(Entries taken from a collection)
::::::::::
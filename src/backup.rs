use anyhow::{anyhow, Context};
use serde_json::json;
use sha2::{Digest, Sha256};
use std::fs::File;
use std::io::{Read, Write};
use std::path::Path;
use std::time::{SystemTime, UNIX_EPOCH};
use zip::write::FileOptions;
use zip::{CompressionMethod, ZipArchive, ZipWriter};

use crate::db;

const MANIFEST_ENTRY: &str = "manifest.json";
const DB_ENTRY: &str = "db/branch.sqlite3";
const META_WORKSPACE_ENTRY: &str = "meta/workspace.json";
pub const BUNDLE_FORMAT_V1: &str = "branchd-workspace-v1";

#[derive(Debug, Clone)]
pub struct ExportSummary {
    pub bundle_format: String,
    pub entry_count: usize,
    pub db_sha256: String,
}

#[derive(Debug, Clone)]
pub struct ImportSummary {
    pub bundle_format_detected: String,
}

pub fn export_workspace_bundle(
    workspace_path: &Path,
    out_path: &Path,
) -> anyhow::Result<ExportSummary> {
    let db_path = workspace_path.join(db::DB_FILE);
    if !db_path.is_file() {
        return Err(anyhow!(
            "workspace database not found: {}",
            db_path.to_string_lossy()
        ));
    }

    if let Some(parent) = out_path.parent() {
        std::fs::create_dir_all(parent)
            .with_context(|| format!("failed to create directory {}", parent.to_string_lossy()))?;
    }

    let db_bytes = std::fs::read(&db_path)
        .with_context(|| format!("failed to read database {}", db_path.to_string_lossy()))?;
    let db_sha256 = sha256_hex(&db_bytes);

    let out_file = File::create(out_path).with_context(|| {
        format!(
            "failed to create output file {}",
            out_path.to_string_lossy()
        )
    })?;
    let mut zip = ZipWriter::new(out_file);
    let opts = FileOptions::default().compression_method(CompressionMethod::Deflated);

    let exported_at = SystemTime::now()
        .duration_since(UNIX_EPOCH)
        .unwrap_or_default()
        .as_secs();
    let manifest = json!({
        "format": BUNDLE_FORMAT_V1,
        "version": 1,
        "appVersion": env!("CARGO_PKG_VERSION"),
        "exportedAt": exported_at,
        "dbSha256": db_sha256,
    });
    zip.start_file(MANIFEST_ENTRY, opts)
        .context("failed to start manifest entry")?;
    zip.write_all(
        serde_json::to_string_pretty(&manifest)
            .context("failed to serialize manifest")?
            .as_bytes(),
    )
    .context("failed to write manifest entry")?;

    zip.start_file(DB_ENTRY, opts)
        .context("failed to start database entry")?;
    zip.write_all(&db_bytes)
        .context("failed to write database entry")?;

    let workspace_meta = json!({
        "sourceWorkspace": workspace_path.to_string_lossy(),
    });
    zip.start_file(META_WORKSPACE_ENTRY, opts)
        .context("failed to start workspace metadata entry")?;
    zip.write_all(
        serde_json::to_string_pretty(&workspace_meta)
            .context("failed to serialize workspace metadata")?
            .as_bytes(),
    )
    .context("failed to write workspace metadata entry")?;

    zip.finish().context("failed to finalize zip bundle")?;

    Ok(ExportSummary {
        bundle_format: BUNDLE_FORMAT_V1.to_string(),
        entry_count: 3,
        db_sha256,
    })
}

pub fn import_workspace_bundle(
    in_path: &Path,
    workspace_path: &Path,
) -> anyhow::Result<ImportSummary> {
    std::fs::create_dir_all(workspace_path).with_context(|| {
        format!(
            "failed to create workspace {}",
            workspace_path.to_string_lossy()
        )
    })?;
    let dst = workspace_path.join(db::DB_FILE);

    if !is_zip_file(in_path)? {
        std::fs::copy(in_path, &dst).with_context(|| {
            format!(
                "failed to copy plain sqlite backup from {} to {}",
                in_path.to_string_lossy(),
                dst.to_string_lossy()
            )
        })?;
        return Ok(ImportSummary {
            bundle_format_detected: "legacy-sqlite3".to_string(),
        });
    }

    let in_file = File::open(in_path)
        .with_context(|| format!("failed to open bundle {}", in_path.to_string_lossy()))?;
    let mut archive = ZipArchive::new(in_file).context("invalid zip archive")?;

    let mut manifest_text = String::new();
    archive
        .by_name(MANIFEST_ENTRY)
        .context("bundle missing manifest.json")?
        .read_to_string(&mut manifest_text)
        .context("failed to read manifest.json")?;
    let manifest: serde_json::Value =
        serde_json::from_str(&manifest_text).context("manifest.json is invalid JSON")?;
    let format = manifest
        .get("format")
        .and_then(|v| v.as_str())
        .unwrap_or("");
    if format != BUNDLE_FORMAT_V1 {
        return Err(anyhow!("unsupported bundle format: {}", format));
    }

    let mut db_bytes = Vec::new();
    archive
        .by_name(DB_ENTRY)
        .context("bundle missing db/branch.sqlite3")?
        .read_to_end(&mut db_bytes)
        .context("failed to read database entry")?;

    if let Some(expected) = manifest.get("dbSha256").and_then(|v| v.as_str()) {
        let actual = sha256_hex(&db_bytes);
        if actual != expected {
            return Err(anyhow!(
                "database checksum mismatch: manifest {} vs extracted {}",
                expected,
                actual
            ));
        }
    }

    let tmp_dst = workspace_path.join(format!("{}.importing", db::DB_FILE));
    if tmp_dst.exists() {
        let _ = std::fs::remove_file(&tmp_dst);
    }

    let mut db_out = File::create(&tmp_dst).with_context(|| {
        format!(
            "failed to create temp database {}",
            tmp_dst.to_string_lossy()
        )
    })?;
    db_out
        .write_all(&db_bytes)
        .context("failed to extract database entry")?;
    db_out
        .flush()
        .context("failed to flush extracted database")?;

    if dst.exists() {
        std::fs::remove_file(&dst).with_context(|| {
            format!(
                "failed to remove existing database {}",
                dst.to_string_lossy()
            )
        })?;
    }
    std::fs::rename(&tmp_dst, &dst).with_context(|| {
        format!(
            "failed to move extracted database to {}",
            dst.to_string_lossy()
        )
    })?;

    Ok(ImportSummary {
        bundle_format_detected: BUNDLE_FORMAT_V1.to_string(),
    })
}

fn sha256_hex(bytes: &[u8]) -> String {
    let digest = Sha256::digest(bytes);
    digest.iter().map(|b| format!("{:02x}", b)).collect()
}

fn is_zip_file(path: &Path) -> anyhow::Result<bool> {
    let mut f = File::open(path)
        .with_context(|| format!("failed to open input file {}", path.to_string_lossy()))?;
    let mut sig = [0u8; 4];
    let read = f.read(&mut sig).context("failed to read file signature")?;
    if read < 4 {
        return Ok(false);
    }
    Ok(sig == [0x50, 0x4B, 0x03, 0x04])
}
::::::::::
Scan the records above, count the lines with "ZipWriter" in them, and give only the number.

→ WRITTEN RESPONSE
2